After the U.K. left the EU in 2020, Northern Ireland remained in the EU’s single market for goods and was subject to its laws. This avoided the need for politically sensitive checkpoints on the land border with the Republic of Ireland. But it disrupted trade with the rest of the U.K. and alarmed Unionists who prize close economic and political ties with the British mainland.

On Feb. 27, U.K. Prime Minister Rishi Sunak and Ursula von der Leyen, president of the European Commission, shook hands and hailed their agreement as the best way to keep trade flowing across land and sea borders. It involves sending U.K. goods into different custom lanes in Northern Ireland depending on their final destination.

What was remarkable about this carefully choreographed announcement was what happened next – or rather what didn’t happen. No cries of betrayal from pro-Brexit U.K. lawmakers. No rancor in European capitals over British backsliding. Even the Unionists held fire so they could study the details.

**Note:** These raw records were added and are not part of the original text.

//! Repair of histories left with unanswered tool uses.
//!
//! Every client-side tool use must be answered by exactly one tool result
//! before the next request, or the remote API rejects the history. A turn
//! cancelled between recording the assistant message and recording all of
//! its results breaks that rule; these functions restore it.

use crate::conversation::Conversation;
use crate::types::{ContentBlock, Message, ToolResultBlock};

/// Content of results synthesized for cancelled tool uses.
pub const CANCELLED_BY_USER: &str = "Cancelled by user";

/// Content of results synthesized for tool uses of a turn that stopped for a
/// reason other than `tool_use` (for example `max_tokens`).
pub const TURN_ENDED_BEFORE_TOOLS: &str = "Turn ended before tool execution";

/// Answers every unanswered tool use of the last assistant message with a
/// "Cancelled by user" error result.
///
/// Returns the number of results added. A no-op on a consistent history.
pub fn patch_interrupted(conversation: &mut Conversation) -> usize {
    resolve_unanswered(conversation, CANCELLED_BY_USER)
}

/// Answers every unanswered tool use of the last assistant message with an
/// error result carrying `reason`.
///
/// Missing results are appended to the user message that directly follows
/// the assistant message when one with blocks exists; otherwise a new user
/// message is inserted right after the assistant message, ahead of anything
/// recorded later. Existing results are left untouched and server tool
/// uses are never answered.
pub fn resolve_unanswered(conversation: &mut Conversation, reason: &str) -> usize {
    let missing: Vec<ToolResultBlock> = conversation
        .unanswered_tool_uses()
        .into_iter()
        .map(|tool_use| ToolResultBlock::error(tool_use.id.clone(), reason))
        .collect();

    if missing.is_empty() {
        return 0;
    }

    let count = missing.len();
    log::info!("Resolving {} unanswered tool use(s): {}", count, reason);

    let Some(index) = conversation.last_assistant_index() else {
        return 0;
    };
    match conversation.result_message_after_last_assistant() {
        Some(message) => append_results(message, missing),
        None => conversation.insert_tool_results(index, missing),
    }

    count
}

fn append_results(message: &mut Message, results: Vec<ToolResultBlock>) {
    if let crate::types::MessageContent::Blocks(blocks) = &mut message.content {
        blocks.extend(results.into_iter().map(ContentBlock::ToolResult));
    }
}
//! Conversation store: the authoritative, append-only message log.
//!
//! This is what gets replayed to the remote model on every request. Only the
//! loop controller writes to it; display state lives elsewhere
//! ([`crate::transcript`]) and never feeds back into it.

use crate::types::{ContentBlock, Message, MessageRole, ToolResultBlock, ToolUseBlock};
use std::collections::HashSet;

/// Ordered message history of one conversation.
#[derive(Debug, Clone, Default, PartialEq)]
pub struct Conversation {
    messages: Vec<Message>,
}

impl Conversation {
    pub fn new() -> Self {
        Self::default()
    }

    /// Adopts an existing history as-is.
    pub fn from_messages(messages: Vec<Message>) -> Self {
        Self { messages }
    }

    pub fn messages(&self) -> &[Message] {
        &self.messages
    }

    pub fn len(&self) -> usize {
        self.messages.len()
    }

    pub fn is_empty(&self) -> bool {
        self.messages.is_empty()
    }

    pub fn into_messages(self) -> Vec<Message> {
        self.messages
    }

    pub fn push(&mut self, message: Message) {
        self.messages.push(message);
    }

    pub fn push_user_text(&mut self, text: impl Into<String>) {
        self.push(Message::user(text));
    }

    /// Records one finished assistant turn. Empty turns are not recorded.
    pub fn push_assistant(&mut self, blocks: Vec<ContentBlock>) -> bool {
        if blocks.is_empty() {
            return false;
        }
        self.push(Message::assistant(blocks));
        true
    }

    /// Records tool results as one user message. No-op when empty.
    pub fn push_tool_results(&mut self, results: Vec<ToolResultBlock>) -> bool {
        if results.is_empty() {
            return false;
        }
        let blocks = results.into_iter().map(ContentBlock::ToolResult).collect();
        self.push(Message::user_with_blocks(blocks));
        true
    }

    /// Index of the most recent assistant message.
    pub fn last_assistant_index(&self) -> Option<usize> {
        self.messages
            .iter()
            .rposition(|m| m.role == MessageRole::Assistant)
    }

    pub fn ends_with_user(&self) -> bool {
        self.messages
            .last()
            .is_some_and(|m| m.role == MessageRole::User)
    }

    /// Client-side tool uses of the last assistant message that have no
    /// result in any later message, in emission order.
    ///
    /// Server tool uses are never reported: the remote service resolves them.
    pub fn unanswered_tool_uses(&self) -> Vec<&ToolUseBlock> {
        let Some(index) = self.last_assistant_index() else {
            return Vec::new();
        };

        let answered: HashSet<&str> = self.messages[index + 1..]
            .iter()
            .flat_map(Message::tool_results)
            .map(|r| r.tool_use_id.as_str())
            .collect();

        self.messages[index]
            .tool_uses()
            .filter(|u| !answered.contains(u.id.as_str()))
            .collect()
    }

    /// Inserts a user message of tool results directly after message `index`.
    pub(crate) fn insert_tool_results(&mut self, index: usize, results: Vec<ToolResultBlock>) {
        if results.is_empty() {
            return;
        }
        let blocks = results.into_iter().map(ContentBlock::ToolResult).collect();
        let at = (index + 1).min(self.messages.len());
        self.messages.insert(at, Message::user_with_blocks(blocks));
    }

    /// Mutable access to the message right after the last assistant one,
    /// when it is a user message carrying blocks.
    pub(crate) fn result_message_after_last_assistant(&mut self) -> Option<&mut Message> {
        let index = self.last_assistant_index()?;
        self.messages
            .get_mut(index + 1)
            .filter(|m| m.role == MessageRole::User)
            .filter(|m| matches!(m.content, crate::types::MessageContent::Blocks(_)))
    }
}

impl From<Vec<Message>> for Conversation {
    fn from(messages: Vec<Message>) -> Self {
        Self::from_messages(messages)
    }
}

I covered U.K. politics in the chaos and confusion that followed the 2016 referendum, and this feels like a new chapter. It was a newsworthy event that got everyone talking. But it was framed mostly as a technical fix for a bureaucratic problem, not as a call to arms for Brexit partisans.

One reason is that Brexit has lost much of its political potency as the U.K. has had to weather a pandemic, war in Europe, and a cost-of-living crisis. Lawmakers who used to decry the EU as an undemocratic behemoth know that their voters are more interested in gas bills and economic growth.

“Brexit is increasingly coming to be seen as an economic and not a cultural issue,” Anand Menon, a professor of European politics at King’s College London, told me.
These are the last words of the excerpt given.